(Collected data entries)
+++++

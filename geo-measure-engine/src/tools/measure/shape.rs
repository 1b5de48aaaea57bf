use super::record::MeasurementKind;
use crate::geo::GeoPoint;

/// Points picked for the shape being drawn.
///
/// The last element is the floating vertex that follows the pointer. It is
/// never a confirmed vertex until a pick promotes it.
#[derive(Debug, Clone, PartialEq)]
pub struct ActiveShape {
    kind: MeasurementKind,
    points: Vec<GeoPoint>,
}

impl ActiveShape {
    /// First confirmed vertex plus a floating copy of it.
    pub fn start(kind: MeasurementKind, first: GeoPoint) -> Self {
        Self {
            kind,
            points: vec![first, first],
        }
    }

    pub fn kind(&self) -> MeasurementKind {
        self.kind
    }

    /// Every point including the floating vertex, in drawing order.
    pub fn points(&self) -> &[GeoPoint] {
        &self.points
    }

    pub fn confirmed(&self) -> &[GeoPoint] {
        &self.points[..self.points.len().saturating_sub(1)]
    }

    pub fn confirmed_len(&self) -> usize {
        self.points.len().saturating_sub(1)
    }

    pub fn floating(&self) -> Option<&GeoPoint> {
        self.points.last()
    }

    /// Promote the floating vertex to `point` and push a new floating vertex.
    pub fn confirm(&mut self, point: GeoPoint) {
        if let Some(floating) = self.points.last_mut() {
            *floating = point;
        }
        self.points.push(point);
    }

    /// Move the floating vertex.
    pub fn track(&mut self, point: GeoPoint) {
        if let Some(floating) = self.points.last_mut() {
            *floating = point;
        }
    }
}

#[cfg(test)]
mod tests {
    use super::*;

    #[test]
    fn start_duplicates_first_vertex_as_floating() {
        let shape = ActiveShape::start(MeasurementKind::Distance, GeoPoint::new(1.0, 2.0));
        assert_eq!(shape.points().len(), 2);
        assert_eq!(shape.confirmed(), &[GeoPoint::new(1.0, 2.0)]);
        assert_eq!(shape.floating(), Some(&GeoPoint::new(1.0, 2.0)));
    }

    #[test]
    fn tracking_only_moves_the_last_point() {
        let mut shape = ActiveShape::start(MeasurementKind::Distance, GeoPoint::new(0.0, 0.0));
        shape.track(GeoPoint::new(5.0, 5.0));
        shape.track(GeoPoint::new(6.0, 6.0));

        assert_eq!(shape.confirmed(), &[GeoPoint::new(0.0, 0.0)]);
        assert_eq!(shape.floating(), Some(&GeoPoint::new(6.0, 6.0)));
    }

    #[test]
    fn confirm_promotes_at_the_picked_position() {
        let mut shape = ActiveShape::start(MeasurementKind::Area, GeoPoint::new(0.0, 0.0));
        shape.track(GeoPoint::new(0.9, 0.9));
        shape.confirm(GeoPoint::new(1.0, 1.0));

        assert_eq!(
            shape.confirmed(),
            &[GeoPoint::new(0.0, 0.0), GeoPoint::new(1.0, 1.0)]
        );
        assert_eq!(shape.floating(), Some(&GeoPoint::new(1.0, 1.0)));
    }
}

+++++

- Task to carry out -
Transcribe all of the entries without altering anything.

- Expected output -
filename geo-measure-engine/src/tools/measure/shape.rs
repository 1b5de48aaaea57bf
use super::record::MeasurementKind;
use crate::geo::GeoPoint;

/// Points picked for the shape being drawn.
///
/// The last element is the floating vertex that follows the pointer. It is
/// never a confirmed vertex until a pick promotes it.
#[derive(Debug, Clone, PartialEq)]
pub struct ActiveShape {
    kind: MeasurementKind,
    points: Vec<GeoPoint>,
}

impl ActiveShape {
    /// First confirmed vertex plus a floating copy of it.
    pub fn start(kind: MeasurementKind, first: GeoPoint) -> Self {
        Self {
            kind,
            points: vec![first, first],
        }
    }

    pub fn kind(&self) -> MeasurementKind {
        self.kind
    }

    /// Every point including the floating vertex, in drawing order.
    pub fn points(&self) -> &[GeoPoint] {
        &self.points
    }

    pub fn confirmed(&self) -> &[GeoPoint] {
        &self.points[..self.points.len().saturating_sub(1)]
    }

    pub fn confirmed_len(&self) -> usize {
        self.points.len().saturating_sub(1)
    }

    pub fn floating(&self) -> Option<&GeoPoint> {
        self.points.last()
    }

    /// Promote the floating vertex to `point` and push a new floating vertex.
    pub fn confirm(&mut self, point: GeoPoint) {
        if let Some(floating) = self.points.last_mut() {
            *floating = point;
        }
        self.points.push(point);
    }

    /// Move the floating vertex.
    pub fn track(&mut self, point: GeoPoint) {
        if let Some(floating) = self.points.last_mut() {
            *floating = point;
        }
    }
}

#[cfg(test)]
mod tests {
    use super::*;

    #[test]
    fn start_duplicates_first_vertex_as_floating() {
        let shape = ActiveShape::start(MeasurementKind::Distance, GeoPoint::new(1.0, 2.0));
        assert_eq!(shape.points().len(), 2);
        assert_eq!(shape.confirmed(), &[GeoPoint::new(1.0, 2.0)]);
        assert_eq!(shape.floating(), Some(&GeoPoint::new(1.0, 2.0)));
    }

    #[test]
    fn tracking_only_moves_the_last_point() {
        let mut shape = ActiveShape::start(MeasurementKind::Distance, GeoPoint::new(0.0, 0.0));
        shape.track(GeoPoint::new(5.0, 5.0));
        shape.track(GeoPoint::new(6.0, 6.0));

        assert_eq!(shape.confirmed(), &[GeoPoint::new(0.0, 0.0)]);
        assert_eq!(shape.floating(), Some(&GeoPoint::new(6.0, 6.0)));
    }

    #[test]
    fn confirm_promotes_at_the_picked_position() {
        let mut shape = ActiveShape::start(MeasurementKind::Area, GeoPoint::new(0.0, 0.0));
        shape.track(GeoPoint::new(0.9, 0.9));
        shape.confirm(GeoPoint::new(1.0, 1.0));

        assert_eq!(
            shape.confirmed(),
            &[GeoPoint::new(0.0, 0.0), GeoPoint::new(1.0, 1.0)]
        );
        assert_eq!(shape.floating(), Some(&GeoPoint::new(1.0, 1.0)));
    }
}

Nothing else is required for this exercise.